Estamos em festa de aniversário. E uma festa de aniversário sem presente... não é festa. Hoje, o presente de cada miliciano, de cada miliciana deve ser o propósito de FIDELIDADE e que todos nós tenhamos como modelo dessa fidelidade, a figura de Madre Maria do Sagrado Coração.
Baixo Guandu é uma cidade santa, ainda que muitos guanduenses não percebam. É santa porque um homem aqui viveu e deu a sua vida a serviço do Pai e aqui neste chão está sepultado aguardando a Feliz Ressurreição. Não foi Monsenhor Alonso que escolheu Baixo Guandu, portanto não fomos nós que determinamos o início de nossa Família Religiosa nesta pequena cidade, mas realizou-se a vontade de Deus.

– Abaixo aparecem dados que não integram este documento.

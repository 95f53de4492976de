//! Timestamp-keyed merge of record batches.
//!
//! Used twice by an upsert: once to sort and deduplicate the incoming batch,
//! and once to fold it over the rows of the segments it overlaps. Later
//! sources win on equal timestamps, and within one source the later row wins.
use std::collections::BTreeMap;

use arrow::array::{Array, ArrayRef, RecordBatch};
use arrow::compute::interleave;
use arrow::datatypes::SchemaRef;
use snafu::prelude::*;

use crate::table::error::{ArrowSnafu, TableError};
use crate::table::time_column;

/// Result of a merge: the merged rows plus their first and last raw timestamps.
pub(crate) struct Merged {
    pub(crate) batch: RecordBatch,
    pub(crate) bounds: Option<(i64, i64)>,
}

/// Merge `sources` into one batch sorted by the time column with unique
/// timestamps. All sources must share `schema`.
pub(crate) fn merge_by_time(
    schema: &SchemaRef,
    sources: &[RecordBatch],
    time_column: &str,
) -> Result<Merged, TableError> {
    let mut winners: BTreeMap<i64, (usize, usize)> = BTreeMap::new();
    for (src, batch) in sources.iter().enumerate() {
        let idx = time_column::time_column_index(batch, time_column)?;
        let values = time_column::raw_values(batch, idx, time_column)?;
        for (row, ts) in values.into_iter().enumerate() {
            winners.insert(ts, (src, row));
        }
    }

    let bounds = match (winners.keys().next(), winners.keys().next_back()) {
        (Some(first), Some(last)) => Some((*first, *last)),
        _ => None,
    };
    let indices: Vec<(usize, usize)> = winners.into_values().collect();

    let mut columns: Vec<ArrayRef> = Vec::with_capacity(schema.fields().len());
    for col in 0..schema.fields().len() {
        let arrays: Vec<&dyn Array> = sources.iter().map(|b| b.column(col).as_ref()).collect();
        let merged = if arrays.is_empty() {
            arrow::array::new_empty_array(schema.field(col).data_type())
        } else {
            interleave(&arrays, &indices).context(ArrowSnafu)?
        };
        columns.push(merged);
    }

    let batch = RecordBatch::try_new(schema.clone(), columns).context(ArrowSnafu)?;
    Ok(Merged { batch, bounds })
}

#[cfg(test)]
mod tests {
    use super::*;
    use arrow::array::{Float64Array, TimestampMicrosecondArray};
    use arrow::datatypes::{DataType, Field, Schema, TimeUnit};
    use std::sync::Arc;

    fn schema() -> SchemaRef {
        Arc::new(Schema::new(vec![
            Field::new(
                "ts",
                DataType::Timestamp(TimeUnit::Microsecond, Some("UTC".into())),
                false,
            ),
            Field::new("close", DataType::Float64, false),
        ]))
    }

    fn batch(ts: &[i64], close: &[f64]) -> RecordBatch {
        RecordBatch::try_new(
            schema(),
            vec![
                Arc::new(TimestampMicrosecondArray::from(ts.to_vec()).with_timezone("UTC")),
                Arc::new(Float64Array::from(close.to_vec())),
            ],
        )
        .unwrap()
    }

    fn closes(batch: &RecordBatch) -> Vec<f64> {
        batch
            .column(1)
            .as_any()
            .downcast_ref::<Float64Array>()
            .unwrap()
            .values()
            .to_vec()
    }

    #[test]
    fn single_source_is_sorted_and_last_duplicate_wins() {
        let merged = merge_by_time(&schema(), &[batch(&[3, 1, 3, 2], &[30.0, 10.0, 31.0, 20.0])], "ts")
            .unwrap();
        assert_eq!(merged.batch.num_rows(), 3);
        assert_eq!(closes(&merged.batch), vec![10.0, 20.0, 31.0]);
        assert_eq!(merged.bounds, Some((1, 3)));
    }

    #[test]
    fn later_source_overrides_earlier_on_shared_timestamps() {
        let old = batch(&[1, 2, 3], &[1.0, 2.0, 3.0]);
        let new = batch(&[3, 4], &[33.0, 4.0]);
        let merged = merge_by_time(&schema(), &[old, new], "ts").unwrap();
        assert_eq!(closes(&merged.batch), vec![1.0, 2.0, 33.0, 4.0]);
        assert_eq!(merged.bounds, Some((1, 4)));
    }

    #[test]
    fn empty_input_yields_empty_batch() {
        let merged = merge_by_time(&schema(), &[batch(&[], &[])], "ts").unwrap();
        assert_eq!(merged.batch.num_rows(), 0);
        assert_eq!(merged.bounds, None);
    }
}
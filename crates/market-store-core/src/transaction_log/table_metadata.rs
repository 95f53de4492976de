//! Table-level metadata and the logical schema stored in the log.
//!
//! The first commit of every table records a [`TableMeta`] describing the
//! column layout and which column is the time index. Later writes are checked
//! against it, so a table never holds segments with different schemas.
use std::{collections::HashSet, fmt, sync::Arc};

use arrow::datatypes::{DataType, Field, Schema, SchemaRef, TimeUnit};
use chrono::{DateTime, Utc};
use serde::{Deserialize, Serialize};
use snafu::prelude::*;

/// Current on-disk metadata format version.
pub const FORMAT_VERSION: u32 = 1;

/// Table metadata recorded by `UpdateTableMeta` actions.
#[derive(Debug, Clone, Serialize, Deserialize, PartialEq, Eq)]
pub struct TableMeta {
    /// Name of the timestamp column that orders and deduplicates rows.
    pub time_column: String,
    /// Column layout of every segment in the table.
    pub logical_schema: LogicalSchema,
    /// When the table was first created.
    pub created_at: DateTime<Utc>,
    /// Metadata format version.
    pub format_version: u32,
}

impl TableMeta {
    /// Build metadata for a new table with the given time column and schema.
    pub fn new(time_column: impl Into<String>, logical_schema: LogicalSchema) -> Self {
        Self {
            time_column: time_column.into(),
            logical_schema,
            created_at: Utc::now(),
            format_version: FORMAT_VERSION,
        }
    }

    /// Arrow view of the logical schema.
    pub fn arrow_schema_ref(&self) -> SchemaRef {
        self.logical_schema.to_arrow_schema_ref()
    }
}

/// Units for logical timestamps recorded in the table metadata.
#[derive(Debug, Clone, Copy, Serialize, Deserialize, PartialEq, Eq)]
pub enum LogicalTimestampUnit {
    /// Second precision timestamps.
    Seconds,
    /// Millisecond precision timestamps.
    Millis,
    /// Microsecond precision timestamps.
    Micros,
    /// Nanosecond precision timestamps.
    Nanos,
}

impl LogicalTimestampUnit {
    fn to_arrow_time_unit(self) -> TimeUnit {
        match self {
            LogicalTimestampUnit::Seconds => TimeUnit::Second,
            LogicalTimestampUnit::Millis => TimeUnit::Millisecond,
            LogicalTimestampUnit::Micros => TimeUnit::Microsecond,
            LogicalTimestampUnit::Nanos => TimeUnit::Nanosecond,
        }
    }

    fn from_arrow_time_unit(unit: &TimeUnit) -> Self {
        match unit {
            TimeUnit::Second => LogicalTimestampUnit::Seconds,
            TimeUnit::Millisecond => LogicalTimestampUnit::Millis,
            TimeUnit::Microsecond => LogicalTimestampUnit::Micros,
            TimeUnit::Nanosecond => LogicalTimestampUnit::Nanos,
        }
    }
}

impl fmt::Display for LogicalTimestampUnit {
    fn fmt(&self, f: &mut fmt::Formatter<'_>) -> fmt::Result {
        match self {
            LogicalTimestampUnit::Seconds => write!(f, "s"),
            LogicalTimestampUnit::Millis => write!(f, "ms"),
            LogicalTimestampUnit::Micros => write!(f, "us"),
            LogicalTimestampUnit::Nanos => write!(f, "ns"),
        }
    }
}

/// Logical data types that can be stored in a table.
#[derive(Debug, Clone, Serialize, Deserialize, PartialEq, Eq)]
pub enum LogicalDataType {
    /// Boolean value.
    Bool,
    /// 32-bit signed integer.
    Int32,
    /// 64-bit signed integer.
    Int64,
    /// 32-bit floating point.
    Float32,
    /// 64-bit floating point.
    Float64,
    /// UTF-8 encoded string.
    Utf8,
    /// Timestamp value with a precision unit and optional timezone.
    Timestamp {
        /// Timestamp precision unit.
        unit: LogicalTimestampUnit,
        /// Optional timezone identifier attached to the Arrow type.
        #[serde(default, skip_serializing_if = "Option::is_none")]
        timezone: Option<String>,
    },
}

impl LogicalDataType {
    fn to_arrow_datatype(&self) -> DataType {
        match self {
            LogicalDataType::Bool => DataType::Boolean,
            LogicalDataType::Int32 => DataType::Int32,
            LogicalDataType::Int64 => DataType::Int64,
            LogicalDataType::Float32 => DataType::Float32,
            LogicalDataType::Float64 => DataType::Float64,
            LogicalDataType::Utf8 => DataType::Utf8,
            LogicalDataType::Timestamp { unit, timezone } => DataType::Timestamp(
                unit.to_arrow_time_unit(),
                timezone.as_deref().map(Arc::from),
            ),
        }
    }

    fn from_arrow_datatype(column: &str, dt: &DataType) -> Result<Self, LogicalSchemaError> {
        Ok(match dt {
            DataType::Boolean => LogicalDataType::Bool,
            DataType::Int32 => LogicalDataType::Int32,
            DataType::Int64 => LogicalDataType::Int64,
            DataType::Float32 => LogicalDataType::Float32,
            DataType::Float64 => LogicalDataType::Float64,
            DataType::Utf8 => LogicalDataType::Utf8,
            DataType::Timestamp(unit, tz) => LogicalDataType::Timestamp {
                unit: LogicalTimestampUnit::from_arrow_time_unit(unit),
                timezone: tz.as_deref().map(str::to_string),
            },
            other => {
                return UnsupportedArrowTypeSnafu {
                    column: column.to_string(),
                    data_type: other.to_string(),
                }
                .fail();
            }
        })
    }
}

impl fmt::Display for LogicalDataType {
    fn fmt(&self, f: &mut fmt::Formatter<'_>) -> fmt::Result {
        match self {
            LogicalDataType::Bool => write!(f, "bool"),
            LogicalDataType::Int32 => write!(f, "int32"),
            LogicalDataType::Int64 => write!(f, "int64"),
            LogicalDataType::Float32 => write!(f, "float32"),
            LogicalDataType::Float64 => write!(f, "float64"),
            LogicalDataType::Utf8 => write!(f, "utf8"),
            LogicalDataType::Timestamp { unit, timezone } => match timezone {
                Some(tz) => write!(f, "timestamp[{unit}, {tz}]"),
                None => write!(f, "timestamp[{unit}]"),
            },
        }
    }
}

/// Logical column definition in a schema.
#[derive(Debug, Clone, Serialize, Deserialize, PartialEq, Eq)]
pub struct LogicalField {
    /// Column name as stored in the schema.
    pub name: String,
    /// Logical data type for the column.
    pub data_type: LogicalDataType,
    /// Whether the column allows null values.
    #[serde(default)]
    pub nullable: bool,
}

impl fmt::Display for LogicalField {
    fn fmt(&self, f: &mut fmt::Formatter<'_>) -> fmt::Result {
        if self.nullable {
            write!(f, "{}?: {}", self.name, self.data_type)
        } else {
            write!(f, "{}: {}", self.name, self.data_type)
        }
    }
}

/// Ordered collection of logical columns.
#[derive(Debug, Clone, Serialize, Deserialize, PartialEq, Eq)]
pub struct LogicalSchema {
    columns: Vec<LogicalField>,
}

/// Errors that can occur while constructing a logical schema.
#[derive(Debug, Clone, Snafu, PartialEq, Eq)]
pub enum LogicalSchemaError {
    /// Duplicate column names are not allowed.
    #[snafu(display("Duplicate column name: {column}"))]
    DuplicateColumn {
        /// The duplicate column name.
        column: String,
    },

    /// The Arrow type has no logical counterpart.
    #[snafu(display("Unsupported Arrow type for column '{column}': {data_type}"))]
    UnsupportedArrowType {
        /// Column name that failed conversion.
        column: String,
        /// Arrow type rendered as text.
        data_type: String,
    },
}

impl LogicalSchema {
    /// Construct a validated logical schema (rejects duplicate column names).
    pub fn new(columns: Vec<LogicalField>) -> Result<Self, LogicalSchemaError> {
        let mut seen = HashSet::new();
        for col in &columns {
            if !seen.insert(col.name.as_str()) {
                return DuplicateColumnSnafu {
                    column: col.name.clone(),
                }
                .fail();
            }
        }
        Ok(Self { columns })
    }

    /// Derive a logical schema from an Arrow schema.
    pub fn from_arrow_schema(schema: &Schema) -> Result<Self, LogicalSchemaError> {
        let columns = schema
            .fields()
            .iter()
            .map(|f| {
                Ok(LogicalField {
                    name: f.name().clone(),
                    data_type: LogicalDataType::from_arrow_datatype(f.name(), f.data_type())?,
                    nullable: f.is_nullable(),
                })
            })
            .collect::<Result<Vec<_>, LogicalSchemaError>>()?;
        Self::new(columns)
    }

    /// Borrow the logical columns.
    pub fn columns(&self) -> &[LogicalField] {
        &self.columns
    }

    /// Look up a column by name.
    pub fn column(&self, name: &str) -> Option<&LogicalField> {
        self.columns.iter().find(|c| c.name == name)
    }

    /// Convert this logical schema to an owned Arrow [`Schema`].
    pub fn to_arrow_schema(&self) -> Schema {
        Schema::new(
            self.columns
                .iter()
                .map(|c| Field::new(c.name.clone(), c.data_type.to_arrow_datatype(), c.nullable))
                .collect::<Vec<_>>(),
        )
    }

    /// Convert this logical schema to a shared Arrow [`SchemaRef`].
    pub fn to_arrow_schema_ref(&self) -> SchemaRef {
        Arc::new(self.to_arrow_schema())
    }
}
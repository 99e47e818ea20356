//! The remote schedule service boundary.
//!
//! [`ScheduleService`] is the authoritative persistence contract the
//! [`ScheduleStore`](crate::store::ScheduleStore) synchronizes against. Two
//! backends implement it:
//!
//! - [`HttpScheduleService`]: JSON over HTTP to a remote server.
//! - [`LocalScheduleService`]: the same contract served in-process from
//!   SQLite, resolving templates with the shared generator.
//!
//! Backends report failures as [`ScheduleError`](crate::ScheduleError)s and
//! never retry; retry policy belongs to the caller.

use async_trait::async_trait;

use crate::{
    error::Result,
    models::{Schedule, ScheduleStatus, ScheduleSummary},
    params::{CreateSchedule, PatchActivity, UpdateScheduleStatus},
};

pub mod http;
pub mod local;
pub mod wire;


pub use http::HttpScheduleService;
pub use local::LocalScheduleService;
pub use wire::{ActivityDocument, ScheduleDocument};

/// Authoritative schedule persistence.
#[async_trait]
pub trait ScheduleService: Send + Sync {
    /// Short backend name for logs.
    fn backend_tag(&self) -> &'static str;

    /// Lists schedule summaries, optionally filtered by status.
    async fn list_schedules(&self, status: Option<ScheduleStatus>) -> Result<Vec<ScheduleSummary>>;

    /// Fetches one schedule with fully resolved activities.
    async fn get_schedule(&self, id: u64) -> Result<Schedule>;

    /// Resolves the crop template and saves the resulting schedule.
    async fn create_schedule(&self, params: &CreateSchedule) -> Result<Schedule>;

    /// Changes one activity's status; returns the updated schedule.
    async fn patch_activity(&self, params: &PatchActivity) -> Result<Schedule>;

    /// Explicitly changes a schedule's status.
    async fn update_schedule_status(&self, params: &UpdateScheduleStatus) -> Result<Schedule>;

    /// Permanently deletes a schedule.
    async fn delete_schedule(&self, id: u64) -> Result<()>;
}
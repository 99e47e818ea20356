//! Result wrapper types for displaying operation outcomes.

use std::fmt;

use jiff::civil::Date;

use super::Timeline;
use crate::{
    engine::progress,
    models::{ActivityStatus, Schedule},
};

/// Confirmation for a newly saved schedule, followed by its timeline.
pub struct CreateResult<'a> {
    pub schedule: &'a Schedule,
    pub today: Date,
}

impl fmt::Display for CreateResult<'_> {
    fn fmt(&self, f: &mut fmt::Formatter<'_>) -> fmt::Result {
        if let Some(id) = self.schedule.id {
            writeln!(f, "Created schedule with ID: {id}")?;
            writeln!(f)?;
        }
        write!(f, "{}", Timeline::new(self.schedule, self.today))
    }
}

/// Confirmation for an activity status change.
///
/// ```rust
/// use jiff::civil::date;
/// use tilth_core::{display::ActivityUpdateResult, engine, models::ActivityStatus};
/// use tilth_core::templates::TemplateRegistry;
///
/// let registry = TemplateRegistry::builtin()?;
/// let mut schedule = engine::generate(&registry, "Wheat", date(2024, 1, 1))?;
/// schedule.id = Some(3);
/// engine::apply_activity_status(&mut schedule, "Sowing-0", ActivityStatus::Completed)?;
///
/// let output = ActivityUpdateResult {
///     schedule: &schedule,
///     activity_id: "Sowing-0",
/// }
/// .to_string();
/// assert!(output.contains("Activity `Sowing-0` in schedule 3 is now completed"));
/// assert!(output.contains("Progress: 6%"));
/// # Ok::<(), tilth_core::ScheduleError>(())
/// ```
pub struct ActivityUpdateResult<'a> {
    pub schedule: &'a Schedule,
    pub activity_id: &'a str,
}

impl fmt::Display for ActivityUpdateResult<'_> {
    fn fmt(&self, f: &mut fmt::Formatter<'_>) -> fmt::Result {
        let status = self
            .schedule
            .activity(self.activity_id)
            .map_or(ActivityStatus::Pending, |activity| activity.status);
        writeln!(
            f,
            "Activity `{}` in schedule {} is now {status}.",
            self.activity_id,
            self.schedule.id.unwrap_or_default()
        )?;
        writeln!(f)?;
        writeln!(f, "- Schedule status: {}", self.schedule.status)?;
        writeln!(f, "- Progress: {}%", progress(self.schedule))
    }
}

/// Confirmation for a deleted schedule.
pub struct DeleteResult {
    pub id: u64,
}

impl fmt::Display for DeleteResult {
    fn fmt(&self, f: &mut fmt::Formatter<'_>) -> fmt::Result {
        writeln!(f, "Deleted schedule {}.", self.id)
    }
}
//! Resolved activity model.

use jiff::civil::Date;
use serde::{Deserialize, Serialize};

use super::ActivityStatus;

/// One concrete, dated task instance belonging to a schedule.
#[derive(Debug, Clone, Serialize, Deserialize, PartialEq, Eq)]
#[serde(rename_all = "camelCase")]
pub struct Activity {
    /// Stable identifier derived from the stage name and position
    pub id: String,

    /// Name of the stage the activity belongs to
    pub stage_name: String,

    /// Task description
    pub task: String,

    /// Calendar day the task is due
    pub scheduled_date: Date,

    /// Current completion state
    pub status: ActivityStatus,
}

impl Activity {
    /// Builds the identifier of the `index`-th activity of a stage.
    ///
    /// Identity is only unique while stage names are unique within a crop
    /// template; the template registry refuses templates that repeat one.
    ///
    /// ```rust
    /// use tilth_core::models::Activity;
    ///
    /// assert_eq!(Activity::derive_id("Sowing", 2), "Sowing-2");
    /// ```
    pub fn derive_id(stage_name: &str, index: usize) -> String {
        format!("{stage_name}-{index}")
    }
}
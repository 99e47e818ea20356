//! Collection wrapper types for displaying groups of domain objects.

use std::fmt;

use crate::{models::ScheduleSummary, templates::TemplateRegistry};

/// Newtype wrapper for displaying schedule listings.
///
/// # Examples
///
/// ```rust
/// use jiff::civil::date;
/// use tilth_core::{
///     display::ScheduleSummaries,
///     models::{ScheduleStatus, ScheduleSummary},
/// };
///
/// let summary = ScheduleSummary {
///     id: 1,
///     crop_name: "Wheat".to_string(),
///     start_date: date(2024, 1, 1),
///     expected_harvest_date: date(2024, 5, 30),
///     status: ScheduleStatus::Active,
///     progress_percentage: 40,
/// };
///
/// let output = ScheduleSummaries(vec![summary]).to_string();
/// assert!(output.contains("## Wheat (ID: 1) 40%"));
/// assert_eq!(ScheduleSummaries(vec![]).to_string(), "No schedules found.\n");
/// ```
pub struct ScheduleSummaries(pub Vec<ScheduleSummary>);

impl fmt::Display for ScheduleSummaries {
    fn fmt(&self, f: &mut fmt::Formatter<'_>) -> fmt::Result {
        if self.0.is_empty() {
            writeln!(f, "No schedules found.")
        } else {
            for summary in &self.0 {
                write!(f, "{summary}")?;
            }
            Ok(())
        }
    }
}

/// Supported crops with their durations and stage names.
pub struct CropList<'a>(pub &'a TemplateRegistry);

impl fmt::Display for CropList<'_> {
    fn fmt(&self, f: &mut fmt::Formatter<'_>) -> fmt::Result {
        if self.0.is_empty() {
            return writeln!(f, "No crop templates loaded.");
        }

        for template in self.0.iter() {
            writeln!(
                f,
                "- **{}**: {}-{} days, {} activities",
                template.crop_name,
                template.duration.min_days,
                template.duration.max_days,
                template.activity_count()
            )?;
            let stages: Vec<&str> = template.stages.iter().map(|s| s.name.as_str()).collect();
            writeln!(f, "  - {}", stages.join(" → "))?;
        }
        Ok(())
    }
}
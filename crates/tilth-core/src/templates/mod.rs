//! Crop template registry.
//!
//! The registry is an immutable lookup table from exact crop display name to
//! [`CropTemplate`]. It is built once (from the compiled-in template set, a
//! JSON file, or fabricated templates in tests) and handed to whatever needs
//! it, usually behind an `Arc`. Lookups are exact and case-sensitive.
//!
//! ```rust
//! use tilth_core::templates::TemplateRegistry;
//!
//! let registry = TemplateRegistry::builtin()?;
//! let wheat = registry.lookup("Wheat")?;
//! assert_eq!(wheat.duration.max_days, 150);
//! assert!(registry.lookup("wheat").is_err());
//! # Ok::<(), tilth_core::ScheduleError>(())
//! ```

use std::{
    collections::{BTreeMap, HashSet},
    path::Path,
};

use log::debug;

use crate::{
    error::{Result, ScheduleError},
    models::CropTemplate,
};


const BUILTIN_TEMPLATES: &str = include_str!("../../assets/crop_templates.json");

/// Read-only set of crop templates keyed by crop name.
#[derive(Debug, Clone, Default)]
pub struct TemplateRegistry {
    templates: BTreeMap<String, CropTemplate>,
}

impl TemplateRegistry {
    /// Loads the template set compiled into the crate.
    pub fn builtin() -> Result<Self> {
        Self::from_json(BUILTIN_TEMPLATES)
    }

    /// Parses the template configuration format: a JSON object mapping crop
    /// display names to `{duration, stages}`.
    pub fn from_json(json: &str) -> Result<Self> {
        let raw: BTreeMap<String, CropTemplate> = serde_json::from_str(json)?;
        Self::from_templates(raw.into_iter().map(|(name, mut template)| {
            template.crop_name = name;
            template
        }))
    }

    /// Reads and parses a template configuration file.
    pub fn from_path<P: AsRef<Path>>(path: P) -> Result<Self> {
        let path = path.as_ref();
        let json = std::fs::read_to_string(path).map_err(|e| ScheduleError::FileSystem {
            path: path.to_path_buf(),
            source: e,
        })?;
        let registry = Self::from_json(&json)?;
        debug!(
            "Loaded {} crop templates from {}",
            registry.len(),
            path.display()
        );
        Ok(registry)
    }

    /// Builds a registry from already-constructed templates, validating each.
    pub fn from_templates<I>(templates: I) -> Result<Self>
    where
        I: IntoIterator<Item = CropTemplate>,
    {
        let mut map = BTreeMap::new();
        for template in templates {
            validate(&template)?;
            let name = template.crop_name.clone();
            if map.insert(name.clone(), template).is_some() {
                return Err(ScheduleError::template_config(format!(
                    "crop '{name}' is defined more than once"
                )));
            }
        }
        Ok(Self { templates: map })
    }

    /// Finds the template for an exact crop name.
    pub fn lookup(&self, crop_name: &str) -> Result<&CropTemplate> {
        self.templates
            .get(crop_name)
            .ok_or_else(|| ScheduleError::UnknownCropTemplate {
                crop: crop_name.to_string(),
            })
    }

    /// Supported crop names in sorted order.
    pub fn crop_names(&self) -> impl Iterator<Item = &str> {
        self.templates.keys().map(String::as_str)
    }

    /// Iterates over all templates in crop-name order.
    pub fn iter(&self) -> impl Iterator<Item = &CropTemplate> {
        self.templates.values()
    }

    pub fn len(&self) -> usize {
        self.templates.len()
    }

    pub fn is_empty(&self) -> bool {
        self.templates.is_empty()
    }
}

fn validate(template: &CropTemplate) -> Result<()> {
    let crop = &template.crop_name;
    if crop.trim().is_empty() {
        return Err(ScheduleError::template_config("crop name must not be empty"));
    }

    let duration = template.duration;
    if duration.min_days > duration.max_days {
        return Err(ScheduleError::template_config(format!(
            "crop '{crop}': duration min ({}) exceeds max ({})",
            duration.min_days, duration.max_days
        )));
    }

    // Activity IDs are derived from (stage name, index), so stage names must
    // not repeat within a crop.
    let mut seen = HashSet::new();
    for stage in &template.stages {
        if stage.name.trim().is_empty() {
            return Err(ScheduleError::template_config(format!(
                "crop '{crop}': stage name must not be empty"
            )));
        }
        if !seen.insert(stage.name.as_str()) {
            return Err(ScheduleError::template_config(format!(
                "crop '{crop}': stage '{}' is declared more than once",
                stage.name
            )));
        }
    }

    Ok(())
}
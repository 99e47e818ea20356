//! Activity and schedule status transitions.
//!
//! Activity moves permitted:
//!
//! ```text
//! Pending ⇄ Completed
//! Pending → Skipped        (terminal)
//! ```
//!
//! Re-applying the current status is accepted as a no-op. A schedule becomes
//! `Completed` only when every activity is `Completed`, so a completed
//! schedule always reads 100% progress.

use crate::{
    error::{Result, ScheduleError},
    models::{ActivityStatus, Schedule, ScheduleStatus},
};

impl ActivityStatus {
    /// Whether an activity in this status may move to `next`.
    pub fn can_transition_to(self, next: ActivityStatus) -> bool {
        use ActivityStatus::*;

        match (self, next) {
            (Pending, Pending) | (Completed, Completed) | (Skipped, Skipped) => true,
            (Pending, Completed) | (Completed, Pending) | (Pending, Skipped) => true,
            (Completed, Skipped) | (Skipped, Pending) | (Skipped, Completed) => false,
        }
    }
}

impl ScheduleStatus {
    /// Whether the schedule still accepts activity changes.
    pub fn is_open(self) -> bool {
        match self {
            ScheduleStatus::Planning | ScheduleStatus::Active | ScheduleStatus::Completed => true,
            ScheduleStatus::Cancelled => false,
        }
    }
}

/// Derives the schedule status after an activity change.
pub fn reconcile_status(current: ScheduleStatus, total: usize, completed: usize) -> ScheduleStatus {
    match current {
        ScheduleStatus::Cancelled => ScheduleStatus::Cancelled,
        _ if total > 0 && completed == total => ScheduleStatus::Completed,
        ScheduleStatus::Completed => ScheduleStatus::Active,
        ScheduleStatus::Planning if completed > 0 => ScheduleStatus::Active,
        other => other,
    }
}

/// Validates an explicit schedule status change.
///
/// `Cancelled` is terminal, and `Completed` may only be set once every
/// activity is completed.
pub fn check_schedule_transition(
    id: u64,
    current: ScheduleStatus,
    next: ScheduleStatus,
    total: usize,
    completed: usize,
) -> Result<()> {
    if current == next {
        return Ok(());
    }
    if !current.is_open() {
        return Err(ScheduleError::ScheduleClosed {
            id,
            status: current,
        });
    }
    if next == ScheduleStatus::Completed && completed < total {
        return Err(ScheduleError::invalid_input("status").with_reason(format!(
            "schedule {id} still has {} unfinished activities",
            total - completed
        )));
    }
    Ok(())
}

/// Applies an activity status change to a schedule in place.
///
/// Returns the activity's previous status. On error the schedule is left
/// untouched.
pub fn apply_activity_status(
    schedule: &mut Schedule,
    activity_id: &str,
    status: ActivityStatus,
) -> Result<ActivityStatus> {
    let schedule_id = schedule.id.unwrap_or_default();
    if !schedule.status.is_open() {
        return Err(ScheduleError::ScheduleClosed {
            id: schedule_id,
            status: schedule.status,
        });
    }

    let activity =
        schedule
            .activity_mut(activity_id)
            .ok_or_else(|| ScheduleError::ActivityNotFound {
                schedule_id,
                activity_id: activity_id.to_string(),
            })?;

    let previous = activity.status;
    if !previous.can_transition_to(status) {
        return Err(ScheduleError::InvalidTransition {
            activity_id: activity_id.to_string(),
            from: previous,
            to: status,
        });
    }
    activity.status = status;

    schedule.status = reconcile_status(
        schedule.status,
        schedule.activity_count(),
        schedule.count_with_status(ActivityStatus::Completed),
    );
    Ok(previous)
}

Assim como Jesus insistiu com Pedro: “Tu me amas?” e obteve como resposta sincera: “Senhor, tu sabes tudo, tu sabes que eu te amo” (cf. Jo 21,17). Se Monsenhor Alonso, neste instante me indagasse se eu amo a obra que ele fundou, eu responderia, de prontidão: “Monsenhor, tu sabes..., tu sabes que eu AMO INCONDICIONALMENTE A MILÍCIA DE CRISTO”.